INSTRUCTIONS FOR THE TASK: Return every line of the data below that includes the string "CropRect".

Items from a data source:
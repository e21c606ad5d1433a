//! Reframe Project Model
//!
//! Defines the core data contracts for Reframe projects:
//! - **Frames:** Canonical second/frame conversions and keyframe lookup
//! - **Keyframes:** Frame-domain keyframes (persisted) and time-domain
//!   keyframes (handed to renderers)
//! - **Regions:** Crop rectangles, highlight ellipses, aspect ratios
//! - **Segments:** Persisted segment boundaries, speeds, and trim range
//! - **Project:** Top-level metadata and per-clip snapshots
//!
//! Region coordinates are in source-video pixels. Keyframes are stored by
//! frame index so they survive framerate-independent time rounding.

pub mod frame;
pub mod keyframe;
pub mod project;
pub mod region;
pub mod segment;

pub use frame::*;
pub use keyframe::*;
pub use project::*;
pub use region::*;
pub use segment::*;
//! Trim coordination.
//!
//! Trimming an edge segment hides source time, and any keyframes in it.
//! Each track captures the value it needs, clears the hidden range, and
//! re-anchors a permanent keyframe on the new visible edge, all before
//! the segment flag moves. De-trimming runs the same steps in reverse.

use reframe_project_model::frame::time_to_frame;
use reframe_project_model::keyframe::{Interpolate, KeyframeOrigin};

use crate::error::EditResult;
use crate::segments::SegmentModel;
use crate::track::KeyframeTrack;

/// Which side of the clip a trimmed segment hides.
#[derive(Debug, Clone, Copy, PartialEq, Eq)]
pub enum TrimEdge {
    Start,
    End,
}

/// A track that follows trim transitions.
pub trait TrimAwareTrack {
    /// Short name for logs.
    fn label(&self) -> &'static str;

    /// Source time up to which this track has content.
    fn span_end(&self) -> f64;

    /// Source range `[hidden_start, hidden_end]` is about to be hidden and
    /// `boundary` becomes the visible edge on `edge`.
    fn reconstitute_for_trim(&mut self, hidden_start: f64, hidden_end: f64, boundary: f64, edge: TrimEdge);

    /// The edge at `current_boundary` is about to move back out to
    /// `restored_edge`.
    fn reconstitute_for_restore(&mut self, current_boundary: f64, restored_edge: f64);
}

/// Result of a successful trim toggle.
#[derive(Debug, Clone, Copy, PartialEq)]
pub struct TrimTransition {
    pub segment_index: usize,
    pub edge: TrimEdge,
    /// New trim state of the segment.
    pub trimmed: bool,
    /// Visible edge after the transition.
    pub boundary: f64,
}

/// Trim or de-trim edge segment `index`, keeping every track valid.
///
/// Nothing is modified when the toggle is rejected.
pub fn toggle_trim(
    segments: &mut SegmentModel,
    tracks: &mut [&mut dyn TrimAwareTrack],
    index: usize,
) -> EditResult<TrimTransition> {
    segments.check_trim_toggle(index)?;
    let segment = segments.segment(index)?.clone();
    let edge = if segment.is_first {
        TrimEdge::Start
    } else {
        TrimEdge::End
    };
    let (inner, outer) = match edge {
        TrimEdge::Start => (segment.source_end, segment.source_start),
        TrimEdge::End => (segment.source_start, segment.source_end),
    };

    let boundary = if segment.is_trimmed {
        for track in tracks.iter_mut() {
            tracing::debug!(track = track.label(), from = inner, to = outer, "Restoring edge");
            track.reconstitute_for_restore(inner, outer);
        }
        outer
    } else {
        for track in tracks.iter_mut() {
            tracing::debug!(
                track = track.label(),
                span_end = track.span_end(),
                boundary = inner,
                "Reconstituting edge"
            );
            track.reconstitute_for_trim(segment.source_start, segment.source_end, inner, edge);
        }
        inner
    };

    let trimmed = segments.toggle_trim_segment(index)?;
    tracing::info!(index, ?edge, trimmed, boundary, "Trim toggled");
    Ok(TrimTransition {
        segment_index: index,
        edge,
        trimmed,
        boundary,
    })
}

/// Capture, clear, and re-anchor one track for a newly hidden range.
///
/// The captured value is the user keyframe reaching furthest into the
/// hidden range, or the interpolated value at its far edge.
pub fn trim_track<T: Interpolate>(
    track: &mut KeyframeTrack<T>,
    hidden_start: f64,
    hidden_end: f64,
    boundary: f64,
    edge: TrimEdge,
    duration: f64,
) {
    let far_edge = match edge {
        TrimEdge::Start => hidden_start,
        TrimEdge::End => hidden_end,
    };
    let captured = track
        .keyframe_furthest_into(hidden_start, hidden_end, edge)
        .map(|kf| kf.payload.clone())
        .or_else(|| track.interpolate(far_edge));

    let removed = track.delete_keyframes_in_range(hidden_start, hidden_end, duration);

    if let Some(value) = captured {
        track.add_or_update_keyframe_with_origin(boundary, value, duration, KeyframeOrigin::Permanent);
    }
    tracing::debug!(removed, boundary, "Track trimmed");
}

/// Move the permanent keyframe at `current_boundary` out to `restored_edge`.
pub fn restore_track<T: Interpolate>(
    track: &mut KeyframeTrack<T>,
    current_boundary: f64,
    restored_edge: f64,
    duration: f64,
) {
    let Some(value) = track.interpolate(current_boundary) else {
        return;
    };
    let frame = time_to_frame(current_boundary, track.framerate());
    if track.keyframe_at_frame(frame).is_some_and(|kf| kf.is_permanent()) {
        track.remove_frame(frame);
    }
    track.add_or_update_keyframe_with_origin(restored_edge, value, duration, KeyframeOrigin::Permanent);
}

#[cfg(test)]
mod tests {
    use super::*;
    use crate::crop::CropTrack;
    use reframe_project_model::region::{AspectRatio, CropRect};

    fn sixty_second_clip() -> (SegmentModel, CropTrack) {
        let mut segments = SegmentModel::new(60.0, 30.0).unwrap();
        segments.add_boundary(40.0).unwrap();
        let mut crop = CropTrack::new(60.0, 30.0, 1920.0, 1080.0, AspectRatio::PORTRAIT);
        crop.ensure_boundary_keyframes(0.0, 60.0);
        (segments, crop)
    }

    fn toggle(
        segments: &mut SegmentModel,
        crop: &mut CropTrack,
        index: usize,
    ) -> EditResult<TrimTransition> {
        let mut tracks: [&mut dyn TrimAwareTrack; 1] = [crop];
        toggle_trim(segments, &mut tracks, index)
    }

    fn rect_at_x(x: f64) -> CropRect {
        CropRect::new(x, 0.0, 607.5, 1080.0)
    }

    #[test]
    fn test_trim_end_moves_keyframe_value_to_boundary() {
        let (mut segments, mut crop) = sixty_second_clip();
        crop.set_crop(50.0, rect_at_x(900.0));
        let in_effect = crop.crop_at(50.0).unwrap();

        let transition = toggle(&mut segments, &mut crop, 1).unwrap();
        assert_eq!(transition.edge, TrimEdge::End);
        assert!(transition.trimmed);
        assert_eq!(transition.boundary, 40.0);

        assert!(crop.track().keyframe_at_frame(1500).is_none());
        let boundary = crop.track().keyframe_at_frame(1200).unwrap();
        assert!(boundary.is_permanent());
        assert_eq!(boundary.payload, in_effect);
        assert!(crop.track().keyframe_at_frame(1800).is_none());
        assert!(segments.segments()[1].is_trimmed);
    }

    #[test]
    fn test_trim_then_restore_recovers_edge_value() {
        let (mut segments, mut crop) = sixty_second_clip();
        crop.set_crop(60.0, rect_at_x(1200.0));
        crop.set_crop(20.0, rect_at_x(300.0));
        let original_end = crop.crop_at(60.0).unwrap();

        toggle(&mut segments, &mut crop, 1).unwrap();
        let transition = toggle(&mut segments, &mut crop, 1).unwrap();
        assert!(!transition.trimmed);
        assert_eq!(transition.boundary, 60.0);

        assert_eq!(crop.crop_at(60.0).unwrap(), original_end);
        assert!(crop.track().keyframe_at_frame(1200).is_none());
        assert!(crop.track().keyframe_at_frame(1800).unwrap().is_permanent());
    }

    #[test]
    fn test_restore_carries_hidden_user_keyframe_to_edge() {
        let (mut segments, mut crop) = sixty_second_clip();
        crop.set_crop(60.0, rect_at_x(1200.0));
        crop.set_crop(50.0, rect_at_x(900.0));
        let hidden = crop.crop_at(50.0).unwrap();
        let old_end = crop.crop_at(60.0).unwrap();
        assert_ne!(hidden, old_end);

        toggle(&mut segments, &mut crop, 1).unwrap();
        assert_eq!(crop.crop_at(40.0).unwrap(), hidden);

        let transition = toggle(&mut segments, &mut crop, 1).unwrap();
        assert!(!transition.trimmed);
        assert_eq!(transition.boundary, 60.0);

        let end = crop.track().keyframe_at_frame(1800).unwrap();
        assert!(end.is_permanent());
        assert_eq!(end.payload, hidden);
        assert!(crop.track().keyframe_at_frame(1500).is_none());
        assert!(crop.track().keyframe_at_frame(1200).is_none());
    }

    #[test]
    fn test_trim_start_captures_earliest_user_keyframe() {
        let mut segments = SegmentModel::new(60.0, 30.0).unwrap();
        segments.add_boundary(10.0).unwrap();
        let mut crop = CropTrack::new(60.0, 30.0, 1920.0, 1080.0, AspectRatio::PORTRAIT);
        crop.ensure_boundary_keyframes(0.0, 60.0);
        crop.set_crop(2.0, rect_at_x(100.0));
        crop.set_crop(8.0, rect_at_x(800.0));

        let transition = toggle(&mut segments, &mut crop, 0).unwrap();
        assert_eq!(transition.edge, TrimEdge::Start);
        assert_eq!(transition.boundary, 10.0);

        let kf = crop.track().keyframe_at_frame(300).unwrap();
        assert!(kf.is_permanent());
        assert!((kf.payload.x - 100.0).abs() < 1e-9);
        assert!(crop.track().keyframe_at_frame(0).is_none());
    }

    #[test]
    fn test_rejected_toggle_leaves_tracks_alone() {
        let mut segments = SegmentModel::new(60.0, 30.0).unwrap();
        segments.add_boundary(20.0).unwrap();
        segments.add_boundary(40.0).unwrap();
        let mut crop = CropTrack::new(60.0, 30.0, 1920.0, 1080.0, AspectRatio::PORTRAIT);
        crop.ensure_boundary_keyframes(0.0, 60.0);
        crop.set_crop(30.0, rect_at_x(500.0));
        let before = crop.clone();

        assert!(toggle(&mut segments, &mut crop, 1).is_err());
        assert_eq!(crop, before);
        assert!(segments.trim_range().is_none());
    }
}
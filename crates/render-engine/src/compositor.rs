//! Frame plan: what every output frame shows.
//!
//! Output frames are laid out on the visual timeline. Each one maps back
//! to a source time and samples the crop and highlight tracks there, which
//! is exactly what a renderer has to reproduce.

use serde::Serialize;

use reframe_common::error::{ReframeError, ReframeResult};
use reframe_editing_core::ClipEditor;
use reframe_project_model::region::{CropRect, HighlightRegion};

/// A single frame's composition instructions.
#[derive(Debug, Clone, PartialEq, Serialize)]
pub struct FramePlanEntry {
    /// Output frame number.
    pub output_frame: u64,

    /// Time on the edited timeline.
    pub visual_time: f64,

    /// Source time shown in this frame.
    pub source_time: f64,

    /// Region cropped from the source.
    pub crop: Option<CropRect>,

    /// Highlight overlay, when enabled and in span.
    pub highlight: Option<HighlightRegion>,
}

#[derive(Debug, Clone, PartialEq, Serialize)]
pub struct FramePlan {
    pub clip_id: String,
    pub output_fps: f64,
    pub visual_duration: f64,
    pub frames: Vec<FramePlanEntry>,
}

impl FramePlan {
    /// Number of frames in which the source time steps faster than real time.
    pub fn sped_up_frames(&self) -> usize {
        let step = 1.0 / self.output_fps;
        self.frames
            .windows(2)
            .filter(|w| w[1].source_time - w[0].source_time > step + 1e-9)
            .count()
    }

    /// Frames with a highlight drawn.
    pub fn highlighted_frames(&self) -> usize {
        self.frames.iter().filter(|f| f.highlight.is_some()).count()
    }
}

/// Sample every output frame of the clip's visual timeline.
pub fn compute_frame_plan(editor: &ClipEditor, output_fps: f64) -> ReframeResult<FramePlan> {
    if !(output_fps.is_finite() && output_fps > 0.0) {
        return Err(ReframeError::render(format!(
            "Output framerate must be positive, got {output_fps}"
        )));
    }

    let visual_duration = editor.visual_duration();
    let total_frames = (visual_duration * output_fps).ceil() as u64;
    let mut frames = Vec::with_capacity(total_frames as usize);

    for frame in 0..total_frames {
        let visual_time = frame as f64 / output_fps;
        let source_time = editor.visual_to_source(visual_time);
        frames.push(FramePlanEntry {
            output_frame: frame,
            visual_time,
            source_time,
            crop: editor.crop_at(source_time),
            highlight: editor.highlight_at(source_time),
        });
    }

    tracing::debug!(
        clip = editor.id(),
        frames = frames.len(),
        output_fps,
        "Frame plan computed"
    );

    Ok(FramePlan {
        clip_id: editor.id().to_string(),
        output_fps,
        visual_duration,
        frames,
    })
}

SOLUTION TO THIS TASK:
    use reframe_project_model::region::{AspectRatio, CropRect};
    fn rect_at_x(x: f64) -> CropRect {
        CropRect::new(x, 0.0, 607.5, 1080.0)
use reframe_project_model::region::{CropRect, HighlightRegion};
    pub crop: Option<CropRect>,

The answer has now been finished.